Les Jeux olympiques de Sotchi ne sont pas encore terminés qu'Alex Harvey a fait son bilan: un échec sur toute la ligne. Pas facile à accepter pour un athlète qui, systématiquement, a toujours trouvé une façon de briller dans les grands événements.

Après deux courses gaspillées par le fartage et une autre où il n'avait tout simplement pas le niveau pour lutter avec les meilleurs, le fondeur de Saint-Ferréol-les-Neiges a touché le fond du baril au sprint classique par équipes, mercredi après-midi, au centre de ski de fond Laura. Champion du monde de la spécialité en 2011, le tandem Harvey et Devon Kershaw a été relégué à un rôle de figurant, son parcours s'arrêtant dès la demi-finale - ce qui lui a valu d'être classé 12e.

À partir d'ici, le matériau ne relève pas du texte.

//! Cluster bus over a shared broker topic.
//!
//! This module contains:
//! - `Connection`: one physical broker connection shared by many namespaces
//! - `NamespaceAdapter`: per-namespace publish/receive façade
//! - `Router`: inbound dispatch by namespace
//! - `Publisher`, `RoutingEnvelope`, `Codec`: the outbound path
//! - `provision`: topic and subscription setup
//! - `LifecycleCoordinator`: teardown when the last namespace closes

pub mod adapter;
pub mod codec;
pub mod connection;
pub mod envelope;
pub mod lifecycle;
pub mod provision;
pub mod publisher;
pub mod registry;
pub mod router;

pub use adapter::NamespaceAdapter;
pub use codec::{Codec, MsgPackCodec};
pub use connection::Connection;
pub use envelope::RoutingEnvelope;
pub use lifecycle::LifecycleCoordinator;
pub use provision::{ensure, ProvisionedResources, SharedProvisioning};
pub use publisher::Publisher;
pub use registry::{InboundSink, NamespaceRegistry};
pub use router::{RouteOutcome, Router};

/// Result type for bus operations.
pub type Result<T> = std::result::Result<T, BusError>;

/// Errors that can occur during bus operations.
#[derive(Debug, Clone, PartialEq, Eq, thiserror::Error)]
pub enum BusError {
    #[error("Provisioning failed: {0}")]
    Provisioning(String),

    #[error("Publish failed: {0}")]
    Publish(String),

    #[error("Malformed message: {0}")]
    MalformedMessage(String),

    #[error("Codec error: {0}")]
    Codec(String),

    #[error("Cleanup failed: {0}")]
    Cleanup(String),

    #[error("Namespace '{0}' is already registered on this connection")]
    NamespaceAlreadyRegistered(String),

    #[error("Connection is closed")]
    ConnectionClosed,

    #[error("Adapter for namespace '{0}' is closed")]
    AdapterClosed(String),
}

La gifle est difficile à encaisser. «Dans les quatre dernières années, c'est la journée à laquelle je pensais le plus. J'y pensais tous les jours. C'est une déception», a dit Harvey d'un ton résigné.

Cette fois, l'équipement n'est pas en cause. Plutôt la forme des coureurs. Kershaw, en particulier, en a arraché, au point où il a dû compléter la dernière montée en «canard». «La piste est vraiment extrême, c'était dur, j'étais trop fatigué, je ne pouvais pas pousser sur mes skis», a dit en soupirant le vétéran de 31 ans.

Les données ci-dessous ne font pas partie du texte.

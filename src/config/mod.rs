//! Adapter configuration.
//!
//! Options recognized by a physical connection, loadable from YAML files or
//! environment variables.

use serde::Deserialize;

use crate::broker::ReceiveMode;

/// Default topic shared by every server in the cluster.
pub const DEFAULT_TOPIC_NAME: &str = "socket.io";
/// Default prefix of the per-connection subscription.
pub const DEFAULT_SUBSCRIPTION_PREFIX: &str = "socket.io";
/// Default configuration file name.
pub const DEFAULT_CONFIG_FILE: &str = "cluster-topic.yaml";
/// Environment variable for configuration file path.
pub const CONFIG_ENV_VAR: &str = "CLUSTER_TOPIC_CONFIG";
/// Prefix for configuration environment variables.
pub const CONFIG_ENV_PREFIX: &str = "CLUSTER_TOPIC";
/// Environment variable for logging configuration.
pub const LOG_ENV_VAR: &str = "CLUSTER_TOPIC_LOG";

/// Options for one physical connection.
#[derive(Debug, Clone, Deserialize)]
#[serde(default)]
pub struct AdapterOptions {
    /// Name of the shared topic.
    pub topic_name: String,
    /// Options used when the topic has to be created.
    pub topic_options: TopicOptions,
    /// Prefix of the subscription; one subscription is created per connection.
    pub subscription_prefix: String,
    /// Options used to create the subscription.
    pub subscription_options: SubscriptionOptions,
    /// Options used to create the receiver.
    pub receiver_options: ReceiverOptions,
}

impl Default for AdapterOptions {
    fn default() -> Self {
        Self {
            topic_name: DEFAULT_TOPIC_NAME.to_string(),
            topic_options: TopicOptions::default(),
            subscription_prefix: DEFAULT_SUBSCRIPTION_PREFIX.to_string(),
            subscription_options: SubscriptionOptions::default(),
            receiver_options: ReceiverOptions::default(),
        }
    }
}

impl AdapterOptions {
    /// Set topic name.
    pub fn with_topic_name(mut self, name: impl Into<String>) -> Self {
        self.topic_name = name.into();
        self
    }

    /// Set subscription prefix.
    pub fn with_subscription_prefix(mut self, prefix: impl Into<String>) -> Self {
        self.subscription_prefix = prefix.into();
        self
    }

    pub fn with_topic_options(mut self, options: TopicOptions) -> Self {
        self.topic_options = options;
        self
    }

    pub fn with_subscription_options(mut self, options: SubscriptionOptions) -> Self {
        self.subscription_options = options;
        self
    }

    /// Set receive mode.
    pub fn with_receive_mode(mut self, mode: ReceiveMode) -> Self {
        self.receiver_options.receive_mode = mode;
        self
    }

    /// Load options from file and environment.
    ///
    /// Configuration sources (in order of priority, later overrides earlier):
    /// 1. `DEFAULT_CONFIG_FILE` in current directory (if exists)
    /// 2. File specified by `path` argument (if provided)
    /// 3. File specified by `CONFIG_ENV_VAR` environment variable (if set)
    /// 4. Environment variables with `CONFIG_ENV_PREFIX` prefix
    pub fn load(path: Option<&str>) -> Result<Self, ::config::ConfigError> {
        use ::config::{Config as ConfigLib, Environment, File, FileFormat};

        let mut builder = ConfigLib::builder()
            .add_source(File::new(DEFAULT_CONFIG_FILE, FileFormat::Yaml).required(false));

        if let Some(config_path) = path {
            builder = builder.add_source(File::new(config_path, FileFormat::Yaml).required(true));
        }

        if let Ok(config_path) = std::env::var(CONFIG_ENV_VAR) {
            builder = builder.add_source(File::new(&config_path, FileFormat::Yaml).required(true));
        }

        builder
            .add_source(
                Environment::with_prefix(CONFIG_ENV_PREFIX)
                    .separator("__")
                    .try_parsing(true),
            )
            .build()?
            .try_deserialize()
    }
}

/// Broker-specific topic creation parameters.
#[derive(Debug, Clone, Default, PartialEq, Eq, Deserialize)]
#[serde(default)]
pub struct TopicOptions {
    /// Maximum size of the topic in megabytes.
    pub max_size_in_megabytes: Option<u64>,
    /// Time-to-live applied to messages that do not carry their own.
    pub default_message_ttl_secs: Option<u64>,
}

/// Broker-specific subscription creation parameters.
#[derive(Debug, Clone, Default, PartialEq, Eq, Deserialize)]
#[serde(default)]
pub struct SubscriptionOptions {
    /// How long a peek-locked message stays invisible to other receivers.
    pub lock_duration_secs: Option<u64>,
    /// Deliveries before a message is dead-lettered.
    pub max_delivery_count: Option<u32>,
    /// Idle interval after which the broker reclaims the subscription.
    ///
    /// Ignored by backends without idle reclamation (Pub/Sub logs it and
    /// keeps its default expiration policy).
    pub auto_delete_on_idle_secs: Option<u64>,
}

/// Broker-specific receiver parameters.
#[derive(Debug, Clone, PartialEq, Eq, Deserialize)]
#[serde(default)]
pub struct ReceiverOptions {
    pub receive_mode: ReceiveMode,
    /// Messages fetched per round trip (0 lets the backend choose).
    pub prefetch_count: u32,
}

impl Default for ReceiverOptions {
    fn default() -> Self {
        Self {
            receive_mode: ReceiveMode::PeekLock,
            prefetch_count: 0,
        }
    }
}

Enrhumé, Kershaw a dû attendre jusqu'au matin pour obtenir la confirmation qu'il prendrait le départ. La Dre Mireille Belzile, mère d'Alex Harvey et médecin de l'équipe, lui a donné le feu vert après un examen. L'athlète de Canmore sentait aussi l'énergie revenir après quatre jours au lit. De toute façon, Len Valjas, le remplaçant potentiel, représentait lui aussi un point d'interrogation.

«Mon coeur voulait tout donner, mais les jambes n'étaient pas là», a dit Kershaw, presque en s'excusant.

Relégué à l'arrière du groupe dès le premier relais, mené à un train soutenu par le Suisse Dario Cologna, Kershaw a obligé son partenaire à produire un effort significatif dès la première montée. Harvey ne s'en est jamais vraiment remis.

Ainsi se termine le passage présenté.